#### Exercise:
Return each line of the records holding the string "struct".

#### Stored items:
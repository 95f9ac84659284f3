use chrono::NaiveDateTime;
use diesel::prelude::*;

use crate::domain::category::Category as DomainCategory;

#[derive(Debug, Clone, Identifiable, Queryable, Selectable)]
#[diesel(table_name = crate::schema::categories)]
pub struct Category {
    pub id: i32,
    pub name: String,
    pub created_at: NaiveDateTime,
}

#[derive(Insertable)]
#[diesel(table_name = crate::schema::categories)]
pub struct NewCategory<'a> {
    pub name: &'a str,
}

impl From<Category> for DomainCategory {
    fn from(value: Category) -> Self {
        Self {
            id: value.id,
            name: value.name,
            created_at: value.created_at,
        }
    }
}
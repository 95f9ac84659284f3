use diesel::prelude::*;

#[derive(Debug, Clone, Identifiable, Queryable, Associations, Selectable)]
#[diesel(
    table_name = crate::schema::product_categories,
    belongs_to(super::product::Product, foreign_key = product_id),
    belongs_to(super::category::Category, foreign_key = category_id)
)]
pub struct ProductCategory {
    pub id: i32,
    pub product_id: i32,
    pub category_id: i32,
}

#[derive(Insertable)]
#[diesel(table_name = crate::schema::product_categories)]
pub struct NewProductCategory {
    pub product_id: i32,
    pub category_id: i32,
}
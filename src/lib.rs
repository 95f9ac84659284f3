pub mod domain;
pub mod forms;
pub mod models;
pub mod pagination;
pub mod repository;
pub mod routes;
pub mod schema;
pub mod views;

/// Role that may edit and delete every review.
pub const SERVICE_ACCESS_ROLE: &str = "admin";
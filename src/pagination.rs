//! Page slicing with an orphan threshold.
//!
//! A [`Paginator`] only needs the size of the ordered result set. It turns a
//! requested page number into a [`Window`] that the record store applies as
//! `OFFSET`/`LIMIT`, and wraps the loaded rows into a [`Page`] for templates.
//!
//! When the trailing page would hold `orphans` items or fewer, those items are
//! folded into the previous page instead.

use serde::{Deserialize, Serialize};

/// Offset and length of one page within an ordered result set.
#[derive(Debug, Clone, Copy, PartialEq, Eq)]
pub struct Window {
    pub offset: usize,
    pub limit: usize,
}

/// Page size and orphan threshold configured for a listing.
#[derive(Debug, Clone, Copy, PartialEq, Eq)]
pub struct PaginationPolicy {
    pub per_page: usize,
    pub orphans: usize,
}

impl PaginationPolicy {
    pub const fn new(per_page: usize, orphans: usize) -> Self {
        Self { per_page, orphans }
    }

    /// Paginator over a result set of `count` items.
    pub fn paginator(&self, count: usize) -> Paginator {
        Paginator::new(count, self.per_page, self.orphans)
    }
}

#[derive(Debug, Clone, Copy, PartialEq, Eq)]
pub struct Paginator {
    count: usize,
    per_page: usize,
    orphans: usize,
}

impl Paginator {
    /// `per_page` is at least 1 and `orphans` at most `per_page - 1`.
    pub fn new(count: usize, per_page: usize, orphans: usize) -> Self {
        let per_page = per_page.max(1);
        Self {
            count,
            per_page,
            orphans: orphans.min(per_page - 1),
        }
    }

    pub fn count(&self) -> usize {
        self.count
    }

    /// Number of pages; an empty result set still has one (empty) page.
    pub fn num_pages(&self) -> usize {
        if self.count == 0 {
            return 1;
        }
        let hits = self.count.saturating_sub(self.orphans).max(1);
        hits.div_ceil(self.per_page)
    }

    /// Clamp a requested page number into `1..=num_pages`. Missing means 1.
    pub fn clamp(&self, requested: Option<usize>) -> usize {
        requested.unwrap_or(1).clamp(1, self.num_pages())
    }

    /// Window covering page `number` (clamped to a valid page).
    pub fn window(&self, number: usize) -> Window {
        let number = self.clamp(Some(number));
        let offset = (number - 1) * self.per_page;
        let mut end = offset + self.per_page;
        if end + self.orphans >= self.count {
            end = self.count;
        }
        Window {
            offset: offset.min(self.count),
            limit: end.saturating_sub(offset),
        }
    }

    /// Wrap the rows loaded for page `number`.
    pub fn page<T>(&self, number: usize, items: Vec<T>) -> Page<T> {
        let number = self.clamp(Some(number));
        let num_pages = self.num_pages();
        Page {
            items,
            number,
            num_pages,
            count: self.count,
            has_other_pages: num_pages > 1,
            next_page_number: (number < num_pages).then_some(number + 1),
            previous_page_number: (number > 1).then_some(number - 1),
        }
    }
}

/// One page of results as exposed to templates.
#[derive(Debug, Clone, Serialize, PartialEq, Eq)]
pub struct Page<T> {
    pub items: Vec<T>,
    /// 1-based page number.
    pub number: usize,
    pub num_pages: usize,
    /// Total number of items across all pages.
    pub count: usize,
    pub has_other_pages: bool,
    pub next_page_number: Option<usize>,
    pub previous_page_number: Option<usize>,
}

/// `?page=` query parameter. Anything that is not a positive integer means page 1.
#[derive(Debug, Default, Deserialize)]
pub struct PageQuery {
    pub page: Option<String>,
}

impl PageQuery {
    pub fn number(&self) -> Option<usize> {
        self.page
            .as_deref()
            .and_then(|raw| raw.trim().parse::<usize>().ok())
    }
}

#### Result of the exercise:
pub struct Category {
pub struct NewCategory<'a> {
pub struct ProductCategory {
pub struct NewProductCategory {
pub struct Window {
pub struct PaginationPolicy {
pub struct Paginator {
pub struct Page<T> {
pub struct PageQuery {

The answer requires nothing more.